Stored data
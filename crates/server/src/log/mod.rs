// BSD 3-Clause License
// Copyright (c) 2026, Virtual Cable S.L.
// All rights reserved.
//
// Redistribution and use in source and binary forms, with or without
// modification, are permitted provided that the following conditions are met:
//
// 1. Redistributions of source code must retain the above copyright notice,
//    this list of conditions and the following disclaimer.
//
// 2. Redistributions in binary form must reproduce the above copyright notice,
//    this list of conditions and the following disclaimer in the documentation
//    and/or other materials provided with the distribution.
//
// 3. Neither the name of the copyright holder nor the names of its contributors
//    may be used to endorse or promote products derived from this software
//    without specific prior written permission.
//
// THIS SOFTWARE IS PROVIDED BY THE COPYRIGHT HOLDERS AND CONTRIBUTORS "AS IS"
// AND ANY EXPRESS OR IMPLIED WARRANTIES, INCLUDING, BUT NOT LIMITED TO, THE
// IMPLIED WARRANTIES OF MERCHANTABILITY AND FITNESS FOR A PARTICULAR PURPOSE ARE
// DISCLAIMED. IN NO EVENT SHALL THE COPYRIGHT HOLDER OR CONTRIBUTORS BE LIABLE
// FOR ANY DIRECT, INDIRECT, INCIDENTAL, SPECIAL, EXEMPLARY, OR CONSEQUENTIAL
// DAMAGES (INCLUDING, BUT NOT LIMITED TO, PROCUREMENT OF SUBSTITUTE GOODS OR
// SERVICES; LOSS OF USE, DATA, OR PROFITS; OR BUSINESS INTERRUPTION) HOWEVER
// CAUSED AND ON ANY THEORY OF LIABILITY, WHETHER IN CONTRACT, STRICT LIABILITY,
// OR TORT (INCLUDING NEGLIGENCE OR OTHERWISE) ARISING IN ANY WAY OUT OF THE USE
// OF THIS SOFTWARE, EVEN IF ADVISED OF THE POSSIBILITY OF SUCH DAMAGE.

// Authors: Adolfo Gómez, dkmaster at dkmon dot com
use std::sync::atomic::{AtomicI64, Ordering};
use std::sync::{Arc, Mutex, OnceLock};
use std::time::{SystemTime, UNIX_EPOCH};

use anyhow::Result;

use shared::action::{Action, Meta};
use shared::log;

use crate::events::{EventBus, ServerEvent};
use crate::store::{MetaPatch, Store};

/// Logical timestamp source for ids and `meta.time`. The test clock ticks
/// by one on every use so ids come out as `1 server:x 0`, `2 server:x 0`…
pub enum Clock {
    Real,
    Test(AtomicI64),
}

impl Clock {
    pub fn test(start: i64) -> Self {
        Clock::Test(AtomicI64::new(start))
    }

    fn now(&self) -> i64 {
        match self {
            Clock::Real => SystemTime::now()
                .duration_since(UNIX_EPOCH)
                .map(|elapsed| elapsed.as_millis() as i64)
                .unwrap_or(0),
            Clock::Test(counter) => counter.fetch_add(1, Ordering::SeqCst) + 1,
        }
    }
}

/// One log entry travelling from `add` to the dispatcher.
#[derive(Debug, Clone)]
pub struct Entry {
    pub action: Action,
    pub meta: Meta,
}

/// Synchronous hook run before an entry is stored. May mutate meta.
pub type PreaddFn = Box<dyn Fn(&Action, &mut Meta) + Send + Sync>;

/// Append-only action log: wraps the store, stamps ids and times, runs the
/// preadd hook, and feeds accepted entries to the dispatcher in order.
pub struct Log {
    store: Arc<dyn Store>,
    clock: Clock,
    node_id: String,
    // (last issued counter, seq within that counter)
    seq: Mutex<(i64, i64)>,
    dispatch_tx: flume::Sender<Entry>,
    bus: EventBus,
    preadd: OnceLock<PreaddFn>,
}

impl Log {
    pub fn new(
        store: Arc<dyn Store>,
        clock: Clock,
        node_id: &str,
        dispatch_tx: flume::Sender<Entry>,
        bus: EventBus,
    ) -> Self {
        Log {
            store,
            clock,
            node_id: node_id.to_string(),
            seq: Mutex::new((0, 0)),
            dispatch_tx,
            bus,
            preadd: OnceLock::new(),
        }
    }

    /// Installs the preadd hook. Set once by the server during assembly.
    pub fn set_preadd(&self, hook: PreaddFn) {
        if self.preadd.set(hook).is_err() {
            panic!("preadd hook installed twice");
        }
    }

    pub fn node_id(&self) -> &str {
        &self.node_id
    }

    fn next_id(&self) -> (i64, String) {
        let counter = self.clock.now();
        let mut seq = self.seq.lock().unwrap();
        if counter > seq.0 {
            *seq = (counter, 0);
        } else {
            seq.1 += 1;
        }
        (seq.0, format!("{} {} {}", seq.0, self.node_id, seq.1))
    }

    /// Appends an entry. Returns the stored meta, or `None` when the id is
    /// already known (duplicate inserts are rejected).
    pub async fn add(&self, action: Action, mut meta: Meta) -> Result<Option<Meta>> {
        if meta.id.is_empty() {
            let (counter, id) = self.next_id();
            meta.id = id;
            if meta.time == 0 {
                meta.time = counter;
            }
        } else if meta.time == 0 {
            meta.time = shared::node_id::parse_action_id(&meta.id)
                .map(|parsed| parsed.counter)
                .unwrap_or_else(|| self.clock.now());
        }

        if let Some(preadd) = self.preadd.get() {
            preadd(&action, &mut meta);
        }

        let Some(stored) = self.store.add(action.clone(), meta).await else {
            return Ok(None);
        };

        // A stopped dispatcher only means shutdown: the entry is stored,
        // it just will not be dispatched anymore
        if self
            .dispatch_tx
            .send_async(Entry {
                action,
                meta: stored.clone(),
            })
            .await
            .is_err()
        {
            log::debug!("Dispatcher is gone, {} stored without dispatch", stored.id);
        }
        Ok(Some(stored))
    }

    pub async fn change_meta(&self, id: &str, patch: MetaPatch) -> bool {
        self.store.change_meta(id, patch).await
    }

    /// Removes `reason` everywhere; entries left with no reasons are
    /// dropped and reported as cleaned.
    pub async fn remove_reason(&self, reason: &str) -> usize {
        let removed = self.store.remove_reason(reason).await;
        for (_, meta) in &removed {
            self.bus.emit(ServerEvent::Clean {
                id: meta.id.clone(),
            });
        }
        removed.len()
    }

    pub async fn by_id(&self, id: &str) -> Option<(Action, Meta)> {
        self.store.by_id(id).await
    }

    pub async fn entries(&self) -> Vec<(Action, Meta)> {
        self.store.entries().await
    }

    pub async fn actions(&self) -> Vec<Action> {
        self.entries()
            .await
            .into_iter()
            .map(|(action, _)| action)
            .collect()
    }

    pub async fn has(&self, id: &str) -> bool {
        self.store.has(id).await
    }
}

#[cfg(test)]
mod tests;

### Task prompt
Repeat every line exactly, starting with the first line of the entries, and stop once the line containing "test clock ticks" has been given.

### Response to this task
filename crates/server/src/log/mod.rs
// BSD 3-Clause License
// Copyright (c) 2026, Virtual Cable S.L.
// All rights reserved.
//
// Redistribution and use in source and binary forms, with or without
// modification, are permitted provided that the following conditions are met:
//
// 1. Redistributions of source code must retain the above copyright notice,
//    this list of conditions and the following disclaimer.
//
// 2. Redistributions in binary form must reproduce the above copyright notice,
//    this list of conditions and the following disclaimer in the documentation
//    and/or other materials provided with the distribution.
//
// 3. Neither the name of the copyright holder nor the names of its contributors
//    may be used to endorse or promote products derived from this software
//    without specific prior written permission.
//
// THIS SOFTWARE IS PROVIDED BY THE COPYRIGHT HOLDERS AND CONTRIBUTORS "AS IS"
// AND ANY EXPRESS OR IMPLIED WARRANTIES, INCLUDING, BUT NOT LIMITED TO, THE
// IMPLIED WARRANTIES OF MERCHANTABILITY AND FITNESS FOR A PARTICULAR PURPOSE ARE
// DISCLAIMED. IN NO EVENT SHALL THE COPYRIGHT HOLDER OR CONTRIBUTORS BE LIABLE
// FOR ANY DIRECT, INDIRECT, INCIDENTAL, SPECIAL, EXEMPLARY, OR CONSEQUENTIAL
// DAMAGES (INCLUDING, BUT NOT LIMITED TO, PROCUREMENT OF SUBSTITUTE GOODS OR
// SERVICES; LOSS OF USE, DATA, OR PROFITS; OR BUSINESS INTERRUPTION) HOWEVER
// CAUSED AND ON ANY THEORY OF LIABILITY, WHETHER IN CONTRACT, STRICT LIABILITY,
// OR TORT (INCLUDING NEGLIGENCE OR OTHERWISE) ARISING IN ANY WAY OUT OF THE USE
// OF THIS SOFTWARE, EVEN IF ADVISED OF THE POSSIBILITY OF SUCH DAMAGE.

// Authors: Adolfo Gómez, dkmaster at dkmon dot com
use std::sync::atomic::{AtomicI64, Ordering};
use std::sync::{Arc, Mutex, OnceLock};
use std::time::{SystemTime, UNIX_EPOCH};

use anyhow::Result;

use shared::action::{Action, Meta};
use shared::log;

use crate::events::{EventBus, ServerEvent};
use crate::store::{MetaPatch, Store};

/// Logical timestamp source for ids and `meta.time`. The test clock ticks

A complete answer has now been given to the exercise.